The other man made no reply save a slight inclination of his head, and there was in his eyes an expression which haunted and mystified the released prisoner.
"Jarvis is a wizard," he said to Clinton Morgan as they walked the few short blocks to Mont-Mer's leading hostelry. "If they ever let down the bars of the court-room to men like that, they'll revolutionize legal procedure. He seems to have seen this case from every angle."
"From more angles than you imagine," his friend replied. "And he had let me in on some of the most interesting of his findings that were not revealed in court. For instance, he examined that gardener this morning, just for his own satisfaction. The boy was willing, even flattered by the attention. Jarvis told me afterward that a witness like that ought to be ruled out of court. And he is typical of the mass of men and women who assist in acquitting the guilty and sending the innocent to the gallows. The average physician examining him would pronounce him normal. He can hear a sound distinctly, for instance, but he is afflicted with that common defect, the equivalent, Jarvis says, of color-blindness in the visual realm, which makes it impossible for him to tell whether the sound comes from behind or in front of him. And he lacks completely a visual memory. He could recall the exact words that Gifford said to him on the night of the suicide but he couldn't remember whether the body was covered or uncovered when he saw it. And as for the tests with Glover——By the way, what are you going to do with Glover?"

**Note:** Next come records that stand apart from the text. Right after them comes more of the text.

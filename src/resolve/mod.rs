//! Report link derivation: `{dir}/daily_{YYYYMMDD}.md`.
//!
//! Dates come in three encodings: `YYYY-MM-DD`, `MM-DD` (year taken from the
//! caller-supplied reference year) and `YYYYMMDD`. The lenient functions never
//! fail and pass malformed dates through; the strict ones reject them.

use std::fmt;

use time::OffsetDateTime;

use crate::core::ReportRecord;

#[derive(Debug, Clone, Copy, PartialEq, Eq, Default)]
pub enum ResolveMode {
    #[default]
    Lenient,
    Strict,
}

impl ResolveMode {
    pub const fn from_strict(strict: bool) -> Self {
        if strict {
            ResolveMode::Strict
        } else {
            ResolveMode::Lenient
        }
    }
}

#[derive(Debug, Clone, PartialEq, Eq)]
pub enum ResolveError {
    MissingDate,
    InvalidDateFormat { date: String },
}

impl fmt::Display for ResolveError {
    fn fmt(&self, f: &mut fmt::Formatter<'_>) -> fmt::Result {
        match self {
            ResolveError::MissingDate => f.write_str("report has neither a date nor a filename"),
            ResolveError::InvalidDateFormat { date } => write!(
                f,
                "invalid report date: {date:?} (expected YYYY-MM-DD, MM-DD or YYYYMMDD)"
            ),
        }
    }
}

impl std::error::Error for ResolveError {}

/// Local wall-clock time, or UTC when the local offset cannot be determined.
pub fn local_now() -> OffsetDateTime {
    OffsetDateTime::now_local().unwrap_or_else(|_| OffsetDateTime::now_utc())
}

pub fn current_year() -> i32 {
    local_now().year()
}

/// Normalizes `date` to `YYYYMMDD`. Unrecognized shapes are returned as-is.
pub fn normalize_date(date: &str, reference_year: i32) -> String {
    if !date.contains('-') {
        return date.to_string();
    }
    let parts: Vec<&str> = date.split('-').collect();
    match parts.as_slice() {
        [y, m, d] => format!("{y}{m}{d}"),
        [m, d] => format!("{reference_year:04}{m}{d}"),
        _ => date.to_string(),
    }
}

pub fn normalize_date_strict(date: &str, reference_year: i32) -> Result<String, ResolveError> {
    if date.is_empty() {
        return Err(ResolveError::MissingDate);
    }
    if date.contains('-') {
        let segments = date.split('-').count();
        if segments != 2 && segments != 3 {
            return Err(invalid(date));
        }
        return Ok(normalize_date(date, reference_year));
    }
    if date.len() == 8 && date.bytes().all(|b| b.is_ascii_digit()) {
        Ok(date.to_string())
    } else {
        Err(invalid(date))
    }
}

/// Relative link of the record's markdown file. A non-empty `filename` wins;
/// otherwise the link is derived from `path` (or the raw `date`) and the
/// normalized date.
pub fn resolve(record: &ReportRecord, reference_year: i32) -> String {
    if let Some(filename) = record.precomputed_filename() {
        return filename.to_string();
    }
    derived_path(record, reference_year)
}

pub fn resolve_strict(record: &ReportRecord, reference_year: i32) -> Result<String, ResolveError> {
    if let Some(filename) = record.precomputed_filename() {
        return Ok(filename.to_string());
    }
    derived_path_strict(record, reference_year)
}

pub fn resolve_with_mode(
    record: &ReportRecord,
    reference_year: i32,
    mode: ResolveMode,
) -> Result<String, ResolveError> {
    match mode {
        ResolveMode::Lenient => Ok(resolve(record, reference_year)),
        ResolveMode::Strict => resolve_strict(record, reference_year),
    }
}

/// The path the derivation rule produces, ignoring any precomputed
/// `filename`.
pub fn derived_path(record: &ReportRecord, reference_year: i32) -> String {
    join(
        record.directory_segment(),
        &normalize_date(&record.date, reference_year),
    )
}

pub fn derived_path_strict(
    record: &ReportRecord,
    reference_year: i32,
) -> Result<String, ResolveError> {
    let date = normalize_date_strict(&record.date, reference_year)?;
    Ok(join(record.directory_segment(), &date))
}

fn join(directory: &str, normalized_date: &str) -> String {
    format!("{directory}/daily_{normalized_date}.md")
}

fn invalid(date: &str) -> ResolveError {
    ResolveError::InvalidDateFormat {
        date: date.to_string(),
    }
}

"I don't know yet. I haven't got that far. I think I can forgive him everything except that infamous story about Everett being close with me while I was under age. Why, I had too much money while I was in college, Morgan. That's the chief reason why I didn't push my literary work with greater zeal. The creative temperament is naturally indolent. It requires a spur, not necessarily a financial one, but so much the better if it is. Of course Glover and I will have to have a financial reckoning. I can see now why my frantic messages to our family lawyer were never answered. I suppose he's had dozens of communications from people purporting to be connected by blood or marriage with the Kenwick estate. Yes, Glover has got some things to answer to me for, but——" His mind flew back to that last evening that he had spent in the fire-lit living-room on Pine Street. "He brought hell into my life for a time," he ended slowly. "But he brought—something else into it, too."
It was half an hour later, after Kenwick had bathed and dressed for dinner, that Granville Jarvis came up to his room. Kenwick admitted him with an inarticulate word of greeting. Then while with fumbling fingers he put on a fresh collar, he made an attempt at normal conversation.